No cabe duda que dentro del movimiento cuatroteísta existen personajes que están empeñados en llevar la contraria, en cuanto a la ideología y los principios que se enmarcan dentro del morenismo, máxime cuando han obtenido beneficios en cuanto a cargos públicos. Un ejemplo de ello es el Senador Gerardo Fernández Noroña, quien luego de que se diera a conocer que adquirió un inmueble en el estado de Morelos con un valor de 12 millones de pesos, ahora resulta que no está obligado a vivir en la austeridad, tal cual se ha pedido de manera reiterada desde Palacio Nacional, por el contrario, hasta se molesta cuando los reporteros le cuestionan si esto no cae en la incongruencia, y como lo hace siempre, busca revertir la pregunta con otra pregunta, asumiendo un rol de víctima.
Incongruencia.
Creo que es insensato y hasta poco ético, que tus ingresos provengan de una responsabilidad que te cedió un movimiento que pregona con la austeridad, y que con “la mano en la cintura” ahora busques practicar la rebeldía política, solo por el hecho de que salió a la luz el valor real de esta vivienda que adquiriste. La narrativa del cuatroteísmo, y que les ha funcionado para hacer sinergia con la ciudadanía, es justo eso, que se viva en la medianía, que no son buenos los excesos, que “primero los pobres”, y ahora resulta que no estás obligado. Claro que el mensaje que manda el Senador de la República es totalmente contrario a lo que la gente que, confiada, expresó su respaldo en las urnas a los morenistas que hoy tienen la mayoría en el Congreso de la Unión, y que deberían atender la petición de Claudia Sheinbaum de vivir sin lujos; pues si bien todos tenemos derecho a mejorar nuestras condiciones de vida, mediante el trabajo, creo que esto no “encaja” cuando políticamente dices lo contrario.
Rebeldía.
Considero que la respuesta de Fernández Noroña, de asegurar que no tiene la “obligación” de ser austero, es una postura directa contra la Presidenta Claudia Sheinbaum, que fue quien pidió justo eso, luego de que se dieran a conocer los viajes de personajes como Ricardo Monreal y Andrés Manuel López Beltrán.
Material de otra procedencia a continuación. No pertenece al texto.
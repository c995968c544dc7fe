#![deny(missing_docs)]
#![doc = env!("CARGO_PKG_DESCRIPTION")]

#[doc(inline)]
pub use pixelkit_raster as raster;

#[doc(inline)]
pub use pixelkit_imgproc as imgproc;
//! Routes input records to worker queues.

use crate::error::{BenchError, QueryError};
use crate::query::{Query, QueryParser};
use crate::report::QueryResult;
use tokio::io::AsyncBufRead;
use tokio::sync::mpsc;
use tracing::{debug, info};

/// Counts of what the dispatcher did with the input.
#[derive(Debug, Clone, Copy, Default, PartialEq, Eq)]
pub struct DispatchSummary {
    pub routed: u64,
    pub malformed: u64,
}

/// Read every record from `parser` and push it onto the queue of the worker
/// its hostname routes to.
///
/// Sending blocks while the target queue is full. Malformed records skip the
/// workers: their error goes straight to `results`. Dropping `queues` on
/// return is what lets the workers drain and exit; `results` is left open
/// for the workers.
pub async fn dispatch<R>(
    mut parser: QueryParser<R>,
    queues: Vec<mpsc::Sender<Query>>,
    results: mpsc::Sender<QueryResult>,
) -> Result<DispatchSummary, BenchError>
where
    R: AsyncBufRead + Unpin,
{
    let mut summary = DispatchSummary::default();
    let concurrency = queues.len();

    while let Some(record) = parser.next_record().await? {
        match record {
            Ok(query) => {
                let worker = query.route(concurrency);
                if queues[worker].send(query).await.is_err() {
                    debug!(worker, "worker queue closed, stopping dispatch");
                    return Ok(summary);
                }
                summary.routed += 1;
            }
            Err(e) => {
                summary.malformed += 1;
                if results
                    .send(QueryResult::unrouted(QueryError::Parse(e)))
                    .await
                    .is_err()
                {
                    debug!("result stream closed, stopping dispatch");
                    return Ok(summary);
                }
            }
        }
    }

    info!(
        routed = summary.routed,
        malformed = summary.malformed,
        "input exhausted"
    );
    Ok(summary)
}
Creo que alguien debería avisarle al legislador federal que siempre será un error contradecir a quien encabeza el movimiento que hoy gobierna nuestro país, porque políticamente existen códigos, no escritos, que no permiten posturas contrarias a lo que se determina, desde Palacio Nacional; por lo que deberá existir un “manotazo” en el escritorio por parte de la Presidenta, vía la dirigencia nacional de Morena, o en su caso de los partidos aliados, dado que el presidente de la Mesa Directiva de la Cámara Alta, se supone que es emanado del PT. Seguro sus comentarios no le hicieron gracia a “la compañera Presidenta”, como él se refiera a ella.
Libros.
Insisto, si bien todos tenemos derecho, con nuestro trabajo, a mejorar nuestras condiciones de vida, pero cabe recordar que durante el 2016, en el mes de octubre para ser específicos, veíamos en un Gerardo Fernández Noroña vender libros, ya que argumentaba que de eso vivía; por lo que resulta muy complejo pensar que en este tiempo tuvo el recurso necesario para adquirir un crédito bancario para adquirir ese inmueble de 12 millones de pesos, un bien que la inmensa mayoría de los mexicanos no podríamos adquirir en toda nuestra existencia, y que si bien él tiene otros ingresos, como lo que recibe de su canal de YouTube, eso no le alcanzaría para pagar una hipoteca una vez que concluya con su encargo en el Senado de la República, eso sin contar los vehículos de alta gama que también posee.
Polarización.
Más allá de que esto pueda generar una polarización aún mayor en el país, de quienes respaldan esta postura de Noroña y los que están en contra, el verdadero problema podría radiar al interior de Morena, ya que seguramente habrá quienes pidan expulsarlo del movimiento, ya que no representa los verdaderos intereses de la Cuarta Transformación, y ello podría generar algunas divisiones, aunque en todo México hay muchos “Noroñas”, que hablan y dicen mucho, pero también viven y son ricos.